Hildorien & the Awakening of Men
In Middle-earth, the race of Men is known to have arisen in the far east, in a place called Hildorien. In Narnia, of course, humans first appear in the Lantern Waste, having travelled there from Earth - and the Lantern Waste is part of the eastern lands of the world, though it lies northwest of Narnia proper.
A tale is told - by Adanel of Hador to Andreth of Beor, and thence to Finrod of the Noldor - of the Fall of Man; of how men at first listened to the quiet voice of Iluvatar, but were drawn away by the wiles of Melkor. This suggests a key point: that, while the Eldar were under the care of the Valar, Men were the direct concern of Iluvatar Himself. There is a clear analogy here to Aslan, who is presented in Narnia as being God incarnate - not some messenger, but actually God.
The easternmost named geographical location in Third Age Middle-earth is Nurn, in south-east Mordor, in the heart of which lies the Nurnen sea. In two of the three scripts of Middle-earth (the Sarati and Tengwar), vowels are represented by diacritics, or accents. If these were unwritten, Nurn becomes N-RN - which is also exactly how 'Narnia' would be written. The 'N-RN-N' Sea is simply 'Narnian'.

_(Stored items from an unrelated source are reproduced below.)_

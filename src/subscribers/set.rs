//! # SubscriberSet: non-blocking fan-out over multiple subscribers
//!
//! [`SubscriberSet`] distributes each [`Event`] to multiple subscribers
//! **without awaiting** their processing.
//!
//! ## What it guarantees
//! - `emit(&Event)` returns immediately.
//! - Per-subscriber FIFO (queue order).
//! - Panics inside subscribers are caught and logged (isolation).
//! - `flush().await` returns once every event emitted before it was handled.
//!
//! ## What it does **not** guarantee
//! - No global ordering across different subscribers.
//! - No retries on per-subscriber queue overflow (events are dropped for that
//!   subscriber).
//!
//! ```text
//!    emit(&Event)
//!        │                        (Arc-clone per subscriber)
//!        ├────────────────► [queue S1] ─► worker S1 ─► on_event()
//!        ├────────────────► [queue S2] ─► worker S2 ─► on_event()
//!        └────────────────► [queue SN] ─► worker SN ─► on_event()
//!
//!    flush()  ─► Flush(ack) behind queued events in every queue ─► await all acks
//! ```

use std::sync::Arc;

use futures::FutureExt;
use tokio::sync::{mpsc, oneshot};
use tracing::warn;

use crate::events::Event;

use super::Subscribe;

enum Envelope {
    Event(Arc<Event>),
    Flush(oneshot::Sender<()>),
}

struct SubscriberChannel {
    name: &'static str,
    sender: mpsc::Sender<Envelope>,
}

/// Composite fan-out with per-subscriber bounded queues and worker tasks.
///
/// Workers exit once the set is dropped and their queues are empty.
pub struct SubscriberSet {
    channels: Vec<SubscriberChannel>,
}

impl SubscriberSet {
    /// Creates a new set and spawns one worker per subscriber.
    ///
    /// Must be called from within a tokio runtime.
    #[must_use]
    pub fn new(subs: Vec<Arc<dyn Subscribe>>) -> Self {
        let mut channels = Vec::with_capacity(subs.len());

        for sub in subs {
            let name = sub.name();
            let (tx, mut rx) = mpsc::channel::<Envelope>(sub.queue_capacity().max(1));

            tokio::spawn(async move {
                while let Some(envelope) = rx.recv().await {
                    match envelope {
                        Envelope::Event(ev) => {
                            let fut = sub.on_event(ev.as_ref());
                            if let Err(panic_err) =
                                std::panic::AssertUnwindSafe(fut).catch_unwind().await
                            {
                                warn!(subscriber = name, panic = ?panic_err, "subscriber panicked");
                            }
                        }
                        Envelope::Flush(ack) => {
                            let _ = ack.send(());
                        }
                    }
                }
            });

            channels.push(SubscriberChannel { name, sender: tx });
        }

        Self { channels }
    }

    /// Fan-out one event to all subscribers (non-blocking).
    ///
    /// If a subscriber's queue is **full** or **closed**, the event is dropped for it.
    pub fn emit(&self, event: &Event) {
        let ev = Arc::new(event.clone());
        for channel in &self.channels {
            match channel.sender.try_send(Envelope::Event(Arc::clone(&ev))) {
                Ok(()) => {}
                Err(mpsc::error::TrySendError::Full(_)) => {
                    warn!(subscriber = channel.name, kind = ?event.kind, "subscriber queue full, event dropped");
                }
                Err(mpsc::error::TrySendError::Closed(_)) => {
                    warn!(subscriber = channel.name, kind = ?event.kind, "subscriber worker closed, event dropped");
                }
            }
        }
    }

    /// Waits until every subscriber has handled the events emitted before this call.
    ///
    /// Unlike `emit`, this waits for queue space instead of dropping the marker.
    pub async fn flush(&self) {
        let mut acks = Vec::with_capacity(self.channels.len());
        for channel in &self.channels {
            let (tx, rx) = oneshot::channel();
            if channel.sender.send(Envelope::Flush(tx)).await.is_ok() {
                acks.push(rx);
            }
        }
        for ack in acks {
            let _ = ack.await;
        }
    }

    /// True if there are no subscribers.
    #[must_use]
    pub fn is_empty(&self) -> bool {
        self.channels.is_empty()
    }

    /// Number of subscribers.
    #[must_use]
    pub fn len(&self) -> usize {
        self.channels.len()
    }
}

#[cfg(test)]
mod tests {
    use super::*;
    use crate::events::EventKind;
    use async_trait::async_trait;
    use std::sync::atomic::{AtomicUsize, Ordering};

    #[derive(Default)]
    struct Counter(AtomicUsize);

    #[async_trait]
    impl Subscribe for Counter {
        async fn on_event(&self, _ev: &Event) {
            self.0.fetch_add(1, Ordering::SeqCst);
        }
    }

    struct Panicker;

    #[async_trait]
    impl Subscribe for Panicker {
        async fn on_event(&self, _ev: &Event) {
            panic!("subscriber bug");
        }

        fn name(&self) -> &'static str {
            "panicker"
        }
    }

    #[tokio::test]
    async fn test_panicking_subscriber_does_not_affect_others() {
        let counter = Arc::new(Counter::default());
        let set = SubscriberSet::new(vec![Arc::new(Panicker), counter.clone()]);
        assert_eq!(set.len(), 2);

        set.emit(&Event::new(EventKind::PoolStarted));
        set.emit(&Event::new(EventKind::PoolStopping));
        set.flush().await;

        assert_eq!(counter.0.load(Ordering::SeqCst), 2);
    }

    struct Slow(AtomicUsize);

    #[async_trait]
    impl Subscribe for Slow {
        async fn on_event(&self, _ev: &Event) {
            tokio::time::sleep(std::time::Duration::from_millis(20)).await;
            self.0.fetch_add(1, Ordering::SeqCst);
        }
    }

    #[tokio::test]
    async fn test_flush_waits_for_queued_events() {
        let slow = Arc::new(Slow(AtomicUsize::new(0)));
        let set = SubscriberSet::new(vec![slow.clone()]);

        for _ in 0..3 {
            set.emit(&Event::new(EventKind::UpdateSucceeded));
        }
        assert!(slow.0.load(Ordering::SeqCst) < 3);

        set.flush().await;
        assert_eq!(slow.0.load(Ordering::SeqCst), 3);
    }

    #[tokio::test]
    async fn test_empty_set_accepts_events() {
        let set = SubscriberSet::new(Vec::new());
        assert!(set.is_empty());
        set.emit(&Event::new(EventKind::PoolStarted));
        set.flush().await;
    }
}
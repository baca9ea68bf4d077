//! # LogWriter: pool events as tracing records
//!
//! Turns every [`Event`] into a `tracing` record under the `nodevisor` target.
//! Install any `tracing` subscriber (e.g. `tracing_subscriber::fmt`) to see them.
//!
//! ## Levels
//! - `error`: node dropped after its last retry, grace exceeded
//! - `warn`: update failed and was requeued, update timed out
//! - `info`: pool started / stopping / stopped
//! - `debug`: worker start/exit, update starting / succeeded

use async_trait::async_trait;
use tracing::{debug, error, info, warn};

use crate::events::{Event, EventKind};
use crate::subscribers::Subscribe;

/// Event writer subscriber.
#[derive(Default)]
pub struct LogWriter;

impl LogWriter {
    /// Construct a new [`LogWriter`].
    #[must_use]
    pub fn new() -> Self {
        Self
    }
}

#[async_trait]
impl Subscribe for LogWriter {
    async fn on_event(&self, e: &Event) {
        let node = e.node.as_deref().unwrap_or("");
        let reason = e.reason.as_deref().unwrap_or("");
        match e.kind {
            EventKind::PoolStarted => {
                info!(target: "nodevisor", workers = ?e.workers, "starting the node updater pool");
            }
            EventKind::PoolStopping => {
                info!(target: "nodevisor", "stopping the node updater pool");
            }
            EventKind::PoolStopped => {
                info!(target: "nodevisor", "node updater pool stopped");
            }
            EventKind::GraceExceeded => {
                error!(target: "nodevisor", stuck = ?e.workers, "node updater workers did not exit within grace");
            }
            EventKind::WorkerStarted => {
                debug!(target: "nodevisor", worker = ?e.worker, "node updater worker started");
            }
            EventKind::WorkerExited => {
                debug!(target: "nodevisor", worker = ?e.worker, "node updater worker exited");
            }
            EventKind::UpdateStarting => {
                debug!(target: "nodevisor", node, worker = ?e.worker, attempt = ?e.attempt, "updating node");
            }
            EventKind::UpdateSucceeded => {
                debug!(target: "nodevisor", node, attempt = ?e.attempt, "node updated");
            }
            EventKind::UpdateFailed => {
                warn!(
                    target: "nodevisor",
                    node,
                    attempt = ?e.attempt,
                    delay_ms = ?e.delay_ms,
                    error = reason,
                    "retrying node update"
                );
            }
            EventKind::UpdateDropped => {
                error!(target: "nodevisor", node, attempt = ?e.attempt, error = reason, "failed to update node");
            }
            EventKind::TimeoutHit => {
                warn!(target: "nodevisor", node, timeout_ms = ?e.timeout_ms, "node update timed out");
            }
        }
    }

    fn name(&self) -> &'static str {
        "log-writer"
    }
}
//! # Cross-platform OS signal handling.
//!
//! [`wait_for_shutdown_signal`] completes when the process receives a termination
//! signal; [`NodeUpdaterPool::run_until_signal`](super::NodeUpdaterPool::run_until_signal)
//! stops the pool afterwards.
//!
//! **Unix:** `SIGINT`, `SIGTERM` (kubelet / systemd stop), `SIGQUIT`.
//! **Other platforms:** `Ctrl-C` via [`tokio::signal::ctrl_c`].

/// Waits for a termination signal.
///
/// Returns `Err` if signal registration fails.
#[cfg(unix)]
pub(crate) async fn wait_for_shutdown_signal() -> std::io::Result<()> {
    use tokio::signal::unix::{SignalKind, signal};

    let mut sigint = signal(SignalKind::interrupt())?;
    let mut sigterm = signal(SignalKind::terminate())?;
    let mut sigquit = signal(SignalKind::quit())?;

    let received = tokio::select! {
        _ = sigint.recv()  => "SIGINT",
        _ = sigterm.recv() => "SIGTERM",
        _ = sigquit.recv() => "SIGQUIT",
    };
    tracing::info!(signal = received, "shutdown signal received");
    Ok(())
}

/// Waits for a termination signal.
///
/// Returns `Err` if signal registration fails.
#[cfg(not(unix))]
pub(crate) async fn wait_for_shutdown_signal() -> std::io::Result<()> {
    tokio::signal::ctrl_c().await?;
    tracing::info!(signal = "ctrl-c", "shutdown signal received");
    Ok(())
}
//! # Overall requeue rate.
//!
//! [`BucketPolicy`] configures the token bucket that caps how fast *all* nodes
//! together are requeued, independent of each node's own backoff. Tokens refill
//! at `qps` per second up to `burst`.

/// Token bucket parameters.
#[derive(Clone, Copy, Debug, PartialEq)]
pub struct BucketPolicy {
    /// Sustained requeues per second.
    pub qps: f64,
    /// Requeues allowed back to back before `qps` applies.
    pub burst: u32,
}

impl Default for BucketPolicy {
    /// `qps = 10`, `burst = 100`.
    fn default() -> Self {
        Self {
            qps: 10.0,
            burst: 100,
        }
    }
}

impl BucketPolicy {
    /// Returns `false` when the bucket can never hand out a token.
    #[inline]
    pub fn is_valid(&self) -> bool {
        self.qps.is_finite() && self.qps > 0.0 && self.burst > 0
    }
}
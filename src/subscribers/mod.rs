//! # Event subscribers for the node updater pool.
//!
//! This module provides the [`Subscribe`] trait, the [`SubscriberSet`] fan-out and
//! built-in subscribers for events broadcast through the [`Bus`](crate::events::Bus).
//!
//! ## Architecture
//! ```text
//! Event flow:
//!   Worker ── publish(Event) ──► Bus ──► pool listener ──► SubscriberSet::emit
//!                                                               │
//!                                               ┌───────────────┼───────────────┐
//!                                               ▼               ▼               ▼
//!                                           LogWriter      UpdateStats        Custom
//! ```
//!
//! ## Subscriber types
//! - **Passive subscribers** - observe and react to events (logging, alerts)
//! - **Stateful subscribers** - maintain internal state based on events ([`UpdateStats`])

#[cfg(feature = "logging")]
mod log;
mod set;
mod stats;
mod subscriber;

#[cfg(feature = "logging")]
pub use log::LogWriter;
pub use set::SubscriberSet;
pub use stats::{StatsSnapshot, UpdateStats};
pub use subscriber::Subscribe;
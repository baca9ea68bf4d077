//! # Example: flaky_nodes
//!
//! Runs a node updater pool against a simulated API server that rejects the
//! first writes to some nodes with a conflict and refuses one node outright.
//!
//! ## Flow
//! ```text
//! enqueue(worker-0..worker-4, control-plane)
//!   ├─► worker-N: Conflict, Conflict, Ok   (requeued with 5ms, 10ms backoff)
//!   ├─► control-plane: Fatal               (dropped immediately)
//!   └─► others: Ok on the first attempt
//! stop() ─► wait_stopped(grace)
//! ```
//!
//! ## Run
//! ```bash
//! RUST_LOG=nodevisor=debug cargo run --example flaky_nodes
//! ```

use std::collections::HashMap;
use std::sync::{Arc, Mutex, PoisonError};
use std::time::Duration;

use nodevisor::{
    JitterPolicy, LogWriter, NodeUpdaterPool, PoolConfig, Subscribe, UpdateError, UpdateFn,
    UpdateStats, UpdaterRef,
};
use tracing_subscriber::EnvFilter;

#[tokio::main]
async fn main() -> Result<(), Box<dyn std::error::Error>> {
    tracing_subscriber::fmt()
        .with_env_filter(
            EnvFilter::try_from_default_env().unwrap_or_else(|_| EnvFilter::new("nodevisor=info")),
        )
        .init();

    // 1. Configure the pool (small retry ceiling, jittered backoff, 5s grace)
    let mut cfg = PoolConfig::default();
    cfg.retry = nodevisor::RetryPolicy::new(3);
    cfg.backoff.jitter = JitterPolicy::Equal;
    cfg.update_timeout = Duration::from_secs(2);
    cfg.grace = Duration::from_secs(5);

    // 2. Subscribers: tracing output and counters
    let stats = Arc::new(UpdateStats::new());
    let subs: Vec<Arc<dyn Subscribe>> = vec![Arc::new(LogWriter::new()), stats.clone()];

    // 3. Simulated API server: odd nodes conflict twice before accepting writes
    let writes: Arc<Mutex<HashMap<String, u32>>> = Arc::default();
    let updater: UpdaterRef = UpdateFn::arc(move |node: String| {
        let writes = Arc::clone(&writes);
        async move {
            if node == "control-plane" {
                return Err(UpdateError::fatal("node is not managed by this controller"));
            }
            let attempt = {
                let mut w = writes.lock().unwrap_or_else(PoisonError::into_inner);
                let n = w.entry(node.clone()).or_insert(0);
                *n += 1;
                *n
            };
            tokio::time::sleep(Duration::from_millis(20)).await;

            let flaky = node.ends_with('1') || node.ends_with('3');
            if flaky && attempt <= 2 {
                Err(UpdateError::conflict(format!(
                    "operation cannot be fulfilled on nodes \"{node}\": the object has been modified"
                )))
            } else {
                Ok(())
            }
        }
    });

    // 4. Build and start
    let pool = NodeUpdaterPool::builder(cfg, updater)
        .with_subscribers(subs)
        .build();
    pool.start(4);

    for i in 0..5 {
        pool.enqueue(format!("worker-{i}"));
    }
    pool.enqueue("control-plane");
    pool.enqueue("worker-0"); // coalesced while still pending

    // 5. Give retries time to settle, then stop and wait for the drain
    tokio::time::sleep(Duration::from_secs(1)).await;
    pool.stop();
    pool.wait_stopped(pool.config().grace).await?;

    let s = stats.snapshot();
    println!(
        "[main] requests={} succeeded={} retried={} dropped={} timeouts={}",
        s.requests, s.succeeded, s.retried, s.failures, s.timeouts
    );
    Ok(())
}
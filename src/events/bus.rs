//! # Event bus for pool events.
//!
//! [`Bus`] is a thin wrapper around [`tokio::sync::broadcast`]: workers and the pool
//! publish without blocking, and the pool's listener fans events out to subscribers.
//!
//! ```text
//! Publishers (many):                 Subscriber (one):
//!   Worker 0 ──┐
//!   Worker 1 ──┼──────► Bus ───────► subscriber_listener ────► SubscriberSet
//!   Worker N ──┤  (broadcast chan)     (in NodeUpdaterPool)
//!   Pool     ──┘
//! ```
//!
//! ## Rules
//! - `publish()` never blocks.
//! - A single bounded ring buffer is shared by all receivers.
//! - Slow receivers get `RecvError::Lagged(n)` and skip `n` oldest items.
//! - Events published with no receiver are lost.

use tokio::sync::broadcast;

use super::event::Event;

/// Broadcast channel for pool events. Cheap to clone.
#[derive(Clone, Debug)]
pub struct Bus {
    tx: broadcast::Sender<Event>,
}

impl Bus {
    /// Creates a new bus with the given channel capacity (minimum 1).
    pub fn new(capacity: usize) -> Self {
        let (tx, _rx) = broadcast::channel::<Event>(capacity.max(1));
        Self { tx }
    }

    /// Publishes an event to all active receivers; dropped if there are none.
    pub fn publish(&self, ev: Event) {
        let _ = self.tx.send(ev);
    }

    /// Creates a receiver that observes events sent after this call.
    pub fn subscribe(&self) -> broadcast::Receiver<Event> {
        self.tx.subscribe()
    }
}

#[cfg(test)]
mod tests {
    use super::*;
    use crate::events::EventKind;

    #[tokio::test]
    async fn test_receivers_see_events_after_subscribe() {
        let bus = Bus::new(0);
        bus.publish(Event::new(EventKind::PoolStarted));

        let mut rx = bus.subscribe();
        bus.publish(Event::new(EventKind::PoolStopping).with_workers(3));

        let ev = rx.recv().await.unwrap();
        assert_eq!(ev.kind, EventKind::PoolStopping);
        assert_eq!(ev.workers, Some(3));
    }
}
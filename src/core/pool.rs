//! # NodeUpdaterPool: queue ownership, worker fan-out and lifecycle.
//!
//! The [`NodeUpdaterPool`] owns the current [`WorkQueue`] generation, the worker
//! barrier and the event bus. Upstream event handlers call [`enqueue`](NodeUpdaterPool::enqueue);
//! the owning controller calls [`start`](NodeUpdaterPool::start) and
//! [`stop`](NodeUpdaterPool::stop).
//!
//! ## Lifecycle
//! ```text
//!            start(n)                              stop()
//!   ┌──────────────────────────┐        ┌───────────────────────────────┐
//!   │ lock                     │        │ lock                          │
//!   │ queue live? → no-op      │        │ no live queue? → no-op        │
//!   │ queue   = WorkQueue::new │        │ queue.shut_down()             │
//!   │ tracker = TaskTracker    │        │ tracker.close()               │
//!   │ n × tracker.spawn(worker)│        │ stopped.spawn(waiter)         │
//!   │ unlock                   │        │ unlock                        │
//!   │ publish PoolStarted      │        │ waiter: tracker.wait()        │
//!   └──────────────────────────┘        │   → publish PoolStopped       │
//!                                       └───────────────────────────────┘
//! ```
//!
//! ## Rules
//! - The "already running" check and the queue swap happen under one lock.
//! - The lock is never held across an `.await`.
//! - The barrier is incremented only at spawn time under the lock and decremented
//!   only by each worker's own exit.
//! - `stop` never waits; use [`wait_stopped`](NodeUpdaterPool::wait_stopped) to await the drain.
//!   Nodes enqueued before `stop` are still updated during the drain.
//! - Dropping the pool shuts the live queue down, so workers never outlive it.
//! - After `stop` the shut-down queue stays visible through [`queue`](NodeUpdaterPool::queue)
//!   until the next `start` replaces it.
//!
//! ## Example
//! ```rust
//! use std::time::Duration;
//! use nodevisor::{NodeUpdaterPool, PoolConfig, UpdateError, UpdateFn};
//!
//! #[tokio::main(flavor = "current_thread")]
//! async fn main() -> Result<(), Box<dyn std::error::Error>> {
//!     let updater = UpdateFn::arc(|_node: String| async { Ok::<_, UpdateError>(()) });
//!     let pool = NodeUpdaterPool::builder(PoolConfig::default(), updater).build();
//!
//!     pool.start(4);
//!     pool.enqueue("worker-1");
//!     pool.enqueue("worker-1"); // coalesced
//!
//!     pool.stop();
//!     pool.wait_stopped(Duration::from_secs(5)).await?;
//!     Ok(())
//! }
//! ```

use std::future::Future;
use std::io;
use std::sync::{Arc, Mutex, MutexGuard, PoisonError};
use std::time::Duration;

use tokio::sync::{mpsc, oneshot};
use tokio_util::task::TaskTracker;
use tracing::debug;

use crate::{
    config::PoolConfig,
    core::{
        builder::PoolBuilder,
        shutdown,
        worker::{Worker, WorkerParams},
    },
    error::PoolError,
    events::{Bus, Event, EventKind},
    queue::WorkQueue,
    updater::UpdaterRef,
};

/// One queue plus the barrier of the workers consuming it.
struct Generation {
    queue: Arc<WorkQueue<String>>,
    workers: TaskTracker,
    // Holds the task that publishes PoolStopped.
    stopped: TaskTracker,
}

/// Applies node updates with a configurable number of workers.
pub struct NodeUpdaterPool {
    cfg: PoolConfig,
    updater: UpdaterRef,
    bus: Bus,
    flush: Option<mpsc::Sender<oneshot::Sender<()>>>,
    current: Mutex<Option<Generation>>,
}

impl NodeUpdaterPool {
    /// Returns a [`PoolBuilder`] for `cfg` and `updater`.
    pub fn builder(cfg: PoolConfig, updater: UpdaterRef) -> PoolBuilder {
        PoolBuilder::new(cfg, updater)
    }

    /// Builds a pool without subscribers.
    ///
    /// Must be called from within a tokio runtime.
    pub fn new(cfg: PoolConfig, updater: UpdaterRef) -> Arc<Self> {
        PoolBuilder::new(cfg, updater).build()
    }

    pub(crate) fn new_internal(
        cfg: PoolConfig,
        updater: UpdaterRef,
        bus: Bus,
        flush: Option<mpsc::Sender<oneshot::Sender<()>>>,
    ) -> Self {
        Self {
            cfg,
            updater,
            bus,
            flush,
            current: Mutex::new(None),
        }
    }

    fn lock(&self) -> MutexGuard<'_, Option<Generation>> {
        self.current.lock().unwrap_or_else(PoisonError::into_inner)
    }

    /// Starts `workers` workers on a fresh queue. No-op while a live queue exists.
    ///
    /// Must be called from within a tokio runtime.
    pub fn start(&self, workers: usize) {
        {
            let mut current = self.lock();
            if current
                .as_ref()
                .is_some_and(|g| !g.queue.is_shutting_down())
            {
                debug!(workers, "node updater pool already running");
                return;
            }

            let queue = WorkQueue::new(self.cfg.rate_limiter::<String>());
            let tracker = TaskTracker::new();
            let params = WorkerParams {
                retry: self.cfg.retry,
                timeout: self.cfg.update_timeout(),
            };
            for id in 0..workers {
                let worker = Worker::new(
                    u32::try_from(id).unwrap_or(u32::MAX),
                    Arc::clone(&queue),
                    Arc::clone(&self.updater),
                    params.clone(),
                    self.bus.clone(),
                );
                tracker.spawn(worker.run());
            }

            *current = Some(Generation {
                queue,
                workers: tracker,
                stopped: TaskTracker::new(),
            });
        }

        self.bus
            .publish(Event::new(EventKind::PoolStarted).with_workers(workers));
    }

    /// Shuts the queue down and lets workers drain in the background.
    ///
    /// New requests are refused; nodes already queued (or re-added while in flight)
    /// are still updated before the workers exit. No-op when the pool is not running.
    /// Must be called from within a tokio runtime.
    pub fn stop(&self) {
        {
            let current = self.lock();
            let Some(generation) = current
                .as_ref()
                .filter(|g| !g.queue.is_shutting_down())
            else {
                debug!("node updater pool not running");
                return;
            };
            generation.queue.shut_down();
            generation.workers.close();

            self.bus.publish(Event::new(EventKind::PoolStopping));

            let workers = generation.workers.clone();
            let bus = self.bus.clone();
            generation.stopped.spawn(async move {
                workers.wait().await;
                bus.publish(Event::new(EventKind::PoolStopped));
            });
            generation.stopped.close();
        }
    }

    /// Requests an update of `node`. Ignored when the pool is not running.
    pub fn enqueue(&self, node: impl Into<String>) {
        let node = node.into();
        match self.queue() {
            Some(queue) if !queue.is_shutting_down() => queue.add(node),
            _ => debug!(%node, "node updater pool not running, update request ignored"),
        }
    }

    /// Current queue generation, if the pool was ever started.
    pub fn queue(&self) -> Option<Arc<WorkQueue<String>>> {
        self.lock().as_ref().map(|g| Arc::clone(&g.queue))
    }

    /// True if started and not stopped.
    pub fn is_running(&self) -> bool {
        self.lock()
            .as_ref()
            .is_some_and(|g| !g.queue.is_shutting_down())
    }

    /// Workers of the current generation that have not exited yet.
    pub fn active_workers(&self) -> usize {
        self.lock().as_ref().map_or(0, |g| g.workers.len())
    }

    /// Pool configuration.
    pub fn config(&self) -> &PoolConfig {
        &self.cfg
    }

    /// Event bus; subscribe to observe pool events directly.
    pub fn bus(&self) -> &Bus {
        &self.bus
    }

    /// Waits up to `grace` for the current generation's workers to exit and for
    /// `PoolStopped` to be published.
    ///
    /// Returns immediately if the pool was never started. While the pool is still
    /// running this waits for somebody else to call [`stop`](Self::stop).
    pub async fn wait_stopped(&self, grace: Duration) -> Result<(), PoolError> {
        let Some((workers, stopped)) = self.current_trackers() else {
            return Ok(());
        };

        let drained = async {
            workers.wait().await;
            stopped.wait().await;
        };
        match tokio::time::timeout(grace, drained).await {
            Ok(()) => Ok(()),
            Err(_elapsed) => {
                let stuck = workers.len();
                self.bus
                    .publish(Event::new(EventKind::GraceExceeded).with_workers(stuck));
                Err(PoolError::GraceExceeded { grace, stuck })
            }
        }
    }

    /// Waits until every subscriber has handled the events published so far.
    pub async fn flush_events(&self) {
        let Some(flush) = &self.flush else {
            return;
        };
        let (ack, done) = oneshot::channel();
        if flush.send(ack).await.is_ok() {
            let _ = done.await;
        }
    }

    /// Runs [`PoolConfig::workers`] workers until SIGINT/SIGTERM/SIGQUIT (Ctrl-C on
    /// other platforms), then stops, waits up to [`PoolConfig::grace`] and flushes
    /// subscribers.
    pub async fn run_until_signal(&self) -> Result<(), PoolError> {
        self.run_until(shutdown::wait_for_shutdown_signal()).await
    }

    pub(crate) async fn run_until<F>(&self, signal: F) -> Result<(), PoolError>
    where
        F: Future<Output = io::Result<()>>,
    {
        self.start(self.cfg.workers);
        let signal = signal.await;
        self.stop();
        let res = match signal {
            Ok(()) => self.wait_stopped(self.cfg.grace).await,
            Err(e) => Err(PoolError::from(e)),
        };
        self.flush_events().await;
        res
    }

    fn current_trackers(&self) -> Option<(TaskTracker, TaskTracker)> {
        self.lock()
            .as_ref()
            .map(|g| (g.workers.clone(), g.stopped.clone()))
    }
}

impl Drop for NodeUpdaterPool {
    fn drop(&mut self) {
        let current = self
            .current
            .get_mut()
            .unwrap_or_else(PoisonError::into_inner);
        if let Some(generation) = current.as_ref() {
            generation.queue.shut_down();
            generation.workers.close();
        }
    }
}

Of course, these lands are not actually remnants of Narnia - but if the Gondorians who first explored them had only fragmentary records to go on, naming the easternmost lands after the easternmost land they've heard of is entirely natural. (The same kind of thing happened in the real-world naming of Brazil - named for a mythical island in the Atlantic).
The Problem of Transmission
... is not actually a problem.
If Narnia is east of Middle-earth, and both actually existed, then the tales of Middle-earth can be said to have reached Tolkien by way of the Red Book of Westmarch - Bilbo's diary. Specifically, according to Tolkien, a copy of the Red Book, made in Gondor and bundled with Bilbo's 'Translations from the Elvish' (ie, the Silmarillion and associated works), was the source of Tolkien's translations.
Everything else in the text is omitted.